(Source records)

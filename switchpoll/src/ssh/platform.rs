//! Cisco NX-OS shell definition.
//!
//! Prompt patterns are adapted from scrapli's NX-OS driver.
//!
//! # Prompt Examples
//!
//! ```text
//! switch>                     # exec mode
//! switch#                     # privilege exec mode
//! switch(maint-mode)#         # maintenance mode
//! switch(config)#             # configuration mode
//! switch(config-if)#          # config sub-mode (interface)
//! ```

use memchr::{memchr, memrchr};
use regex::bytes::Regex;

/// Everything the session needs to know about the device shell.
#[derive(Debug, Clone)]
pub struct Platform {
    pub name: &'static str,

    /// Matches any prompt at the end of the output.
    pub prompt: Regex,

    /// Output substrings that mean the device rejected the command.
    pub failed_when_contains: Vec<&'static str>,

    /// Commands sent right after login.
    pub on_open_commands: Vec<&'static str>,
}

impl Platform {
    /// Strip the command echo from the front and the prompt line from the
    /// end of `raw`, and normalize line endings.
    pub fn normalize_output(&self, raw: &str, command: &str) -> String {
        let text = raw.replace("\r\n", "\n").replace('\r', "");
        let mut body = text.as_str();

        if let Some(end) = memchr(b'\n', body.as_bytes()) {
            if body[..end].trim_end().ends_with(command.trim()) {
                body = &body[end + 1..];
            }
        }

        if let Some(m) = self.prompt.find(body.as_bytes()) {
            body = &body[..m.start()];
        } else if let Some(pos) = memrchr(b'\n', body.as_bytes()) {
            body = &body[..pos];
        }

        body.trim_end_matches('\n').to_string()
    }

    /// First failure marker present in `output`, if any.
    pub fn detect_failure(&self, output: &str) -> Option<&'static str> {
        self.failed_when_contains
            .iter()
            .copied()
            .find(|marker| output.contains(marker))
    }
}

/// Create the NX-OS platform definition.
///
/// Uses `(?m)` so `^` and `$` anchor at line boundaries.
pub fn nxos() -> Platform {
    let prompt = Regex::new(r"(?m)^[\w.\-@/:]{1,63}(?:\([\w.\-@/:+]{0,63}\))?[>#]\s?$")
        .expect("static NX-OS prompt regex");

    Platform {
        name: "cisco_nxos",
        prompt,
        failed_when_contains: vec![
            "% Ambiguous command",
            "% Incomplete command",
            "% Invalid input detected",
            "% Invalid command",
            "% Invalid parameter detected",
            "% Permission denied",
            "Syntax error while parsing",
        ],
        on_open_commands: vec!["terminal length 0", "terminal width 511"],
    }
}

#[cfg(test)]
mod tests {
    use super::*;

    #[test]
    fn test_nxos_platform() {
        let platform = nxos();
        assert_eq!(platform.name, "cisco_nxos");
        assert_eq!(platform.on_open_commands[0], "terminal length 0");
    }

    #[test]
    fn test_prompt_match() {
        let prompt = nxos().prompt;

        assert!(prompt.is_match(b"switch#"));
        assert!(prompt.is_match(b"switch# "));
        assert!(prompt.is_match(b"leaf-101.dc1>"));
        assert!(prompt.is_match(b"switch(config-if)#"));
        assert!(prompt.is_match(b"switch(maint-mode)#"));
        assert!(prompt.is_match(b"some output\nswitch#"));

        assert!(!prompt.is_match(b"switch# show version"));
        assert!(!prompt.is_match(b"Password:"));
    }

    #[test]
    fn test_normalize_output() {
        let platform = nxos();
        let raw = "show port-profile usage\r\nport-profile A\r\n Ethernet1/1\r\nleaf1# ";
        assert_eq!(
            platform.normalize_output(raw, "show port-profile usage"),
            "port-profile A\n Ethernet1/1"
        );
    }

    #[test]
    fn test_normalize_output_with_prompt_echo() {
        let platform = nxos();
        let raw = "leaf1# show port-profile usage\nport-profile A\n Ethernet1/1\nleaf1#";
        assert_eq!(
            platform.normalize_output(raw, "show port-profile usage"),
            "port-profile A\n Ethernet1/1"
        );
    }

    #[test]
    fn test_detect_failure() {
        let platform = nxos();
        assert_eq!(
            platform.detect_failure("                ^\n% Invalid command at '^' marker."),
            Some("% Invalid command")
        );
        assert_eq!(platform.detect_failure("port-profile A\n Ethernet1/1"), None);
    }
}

...

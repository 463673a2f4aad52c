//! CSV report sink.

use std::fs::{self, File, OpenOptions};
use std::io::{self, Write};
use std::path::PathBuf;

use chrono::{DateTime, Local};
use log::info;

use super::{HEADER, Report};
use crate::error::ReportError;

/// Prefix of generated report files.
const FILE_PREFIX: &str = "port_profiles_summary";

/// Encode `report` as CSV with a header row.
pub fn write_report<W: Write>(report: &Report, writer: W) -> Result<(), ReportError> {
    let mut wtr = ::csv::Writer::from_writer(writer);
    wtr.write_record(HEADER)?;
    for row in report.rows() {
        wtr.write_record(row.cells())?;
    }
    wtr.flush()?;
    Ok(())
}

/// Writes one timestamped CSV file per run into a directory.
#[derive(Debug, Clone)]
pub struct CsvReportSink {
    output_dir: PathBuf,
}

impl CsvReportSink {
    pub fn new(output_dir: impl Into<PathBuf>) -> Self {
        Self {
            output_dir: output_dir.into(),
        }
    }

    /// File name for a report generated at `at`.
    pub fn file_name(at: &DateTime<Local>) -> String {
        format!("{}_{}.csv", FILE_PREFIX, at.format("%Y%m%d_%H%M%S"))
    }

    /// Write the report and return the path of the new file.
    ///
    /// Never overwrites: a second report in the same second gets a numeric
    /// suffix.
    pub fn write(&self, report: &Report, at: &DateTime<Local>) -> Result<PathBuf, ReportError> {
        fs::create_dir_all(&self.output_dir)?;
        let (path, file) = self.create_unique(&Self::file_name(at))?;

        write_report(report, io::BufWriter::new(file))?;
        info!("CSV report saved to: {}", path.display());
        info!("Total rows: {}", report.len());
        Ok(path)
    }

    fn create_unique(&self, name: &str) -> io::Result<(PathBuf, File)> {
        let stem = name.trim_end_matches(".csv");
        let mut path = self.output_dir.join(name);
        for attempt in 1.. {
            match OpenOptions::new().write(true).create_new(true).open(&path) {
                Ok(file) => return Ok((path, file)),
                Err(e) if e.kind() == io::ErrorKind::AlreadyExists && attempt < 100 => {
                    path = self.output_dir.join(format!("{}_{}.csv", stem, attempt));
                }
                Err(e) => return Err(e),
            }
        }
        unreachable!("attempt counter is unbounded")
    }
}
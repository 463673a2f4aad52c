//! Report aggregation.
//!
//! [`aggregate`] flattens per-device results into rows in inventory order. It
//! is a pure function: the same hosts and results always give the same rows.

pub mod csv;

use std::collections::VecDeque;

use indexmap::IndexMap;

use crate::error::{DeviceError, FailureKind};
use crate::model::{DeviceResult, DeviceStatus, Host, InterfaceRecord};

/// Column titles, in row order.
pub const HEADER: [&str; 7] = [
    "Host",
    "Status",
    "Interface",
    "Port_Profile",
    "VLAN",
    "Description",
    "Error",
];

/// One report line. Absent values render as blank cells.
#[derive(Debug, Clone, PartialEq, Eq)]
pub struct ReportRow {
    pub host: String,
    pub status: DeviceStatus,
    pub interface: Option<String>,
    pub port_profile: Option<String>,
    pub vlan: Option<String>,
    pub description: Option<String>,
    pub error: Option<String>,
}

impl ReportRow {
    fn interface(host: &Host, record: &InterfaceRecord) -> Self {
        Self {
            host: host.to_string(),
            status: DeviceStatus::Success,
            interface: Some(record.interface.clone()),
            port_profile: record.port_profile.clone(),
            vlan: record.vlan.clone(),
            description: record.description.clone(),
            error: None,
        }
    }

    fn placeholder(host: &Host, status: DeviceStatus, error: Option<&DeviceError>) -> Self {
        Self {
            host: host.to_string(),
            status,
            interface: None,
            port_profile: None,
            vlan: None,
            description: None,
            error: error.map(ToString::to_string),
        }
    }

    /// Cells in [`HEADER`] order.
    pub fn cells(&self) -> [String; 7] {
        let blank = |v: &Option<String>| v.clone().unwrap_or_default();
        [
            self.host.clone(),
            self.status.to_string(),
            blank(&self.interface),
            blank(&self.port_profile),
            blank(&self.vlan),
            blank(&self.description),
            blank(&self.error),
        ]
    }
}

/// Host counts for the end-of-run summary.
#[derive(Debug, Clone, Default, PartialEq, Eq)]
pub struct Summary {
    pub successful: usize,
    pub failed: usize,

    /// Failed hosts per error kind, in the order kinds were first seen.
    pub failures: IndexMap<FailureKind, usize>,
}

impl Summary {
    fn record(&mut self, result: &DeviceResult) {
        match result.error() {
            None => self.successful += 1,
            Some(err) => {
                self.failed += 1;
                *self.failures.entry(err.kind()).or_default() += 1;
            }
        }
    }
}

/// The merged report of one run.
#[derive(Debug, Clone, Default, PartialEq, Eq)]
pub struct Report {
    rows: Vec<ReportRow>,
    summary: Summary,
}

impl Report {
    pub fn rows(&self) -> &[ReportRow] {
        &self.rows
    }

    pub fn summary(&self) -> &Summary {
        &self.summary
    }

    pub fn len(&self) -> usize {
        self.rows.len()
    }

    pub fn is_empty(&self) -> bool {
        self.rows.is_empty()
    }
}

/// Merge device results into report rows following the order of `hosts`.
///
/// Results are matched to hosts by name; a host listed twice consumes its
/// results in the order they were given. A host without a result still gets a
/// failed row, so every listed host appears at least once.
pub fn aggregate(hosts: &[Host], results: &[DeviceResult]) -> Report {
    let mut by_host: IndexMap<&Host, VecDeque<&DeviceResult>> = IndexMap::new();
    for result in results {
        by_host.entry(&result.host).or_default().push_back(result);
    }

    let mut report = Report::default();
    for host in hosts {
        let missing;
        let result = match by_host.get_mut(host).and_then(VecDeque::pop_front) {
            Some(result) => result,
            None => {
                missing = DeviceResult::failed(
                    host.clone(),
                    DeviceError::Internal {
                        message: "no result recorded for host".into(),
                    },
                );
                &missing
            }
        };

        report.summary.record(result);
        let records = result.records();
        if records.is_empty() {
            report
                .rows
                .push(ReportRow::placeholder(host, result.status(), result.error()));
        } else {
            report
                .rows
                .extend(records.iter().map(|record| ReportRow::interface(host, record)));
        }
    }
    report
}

## ABOUT THIS EXERCISE
After locating the line with "pub struct CsvReportSink" above, return that line and every later line through the one with "pub fn file_name(at: &DateTime<Local>)", word for word and with nothing else.

## COMPLETED TASK
pub struct CsvReportSink {
    output_dir: PathBuf,
}

impl CsvReportSink {
    pub fn new(output_dir: impl Into<PathBuf>) -> Self {
        Self {
            output_dir: output_dir.into(),
        }
    }

    /// File name for a report generated at `at`.
    pub fn file_name(at: &DateTime<Local>) -> String {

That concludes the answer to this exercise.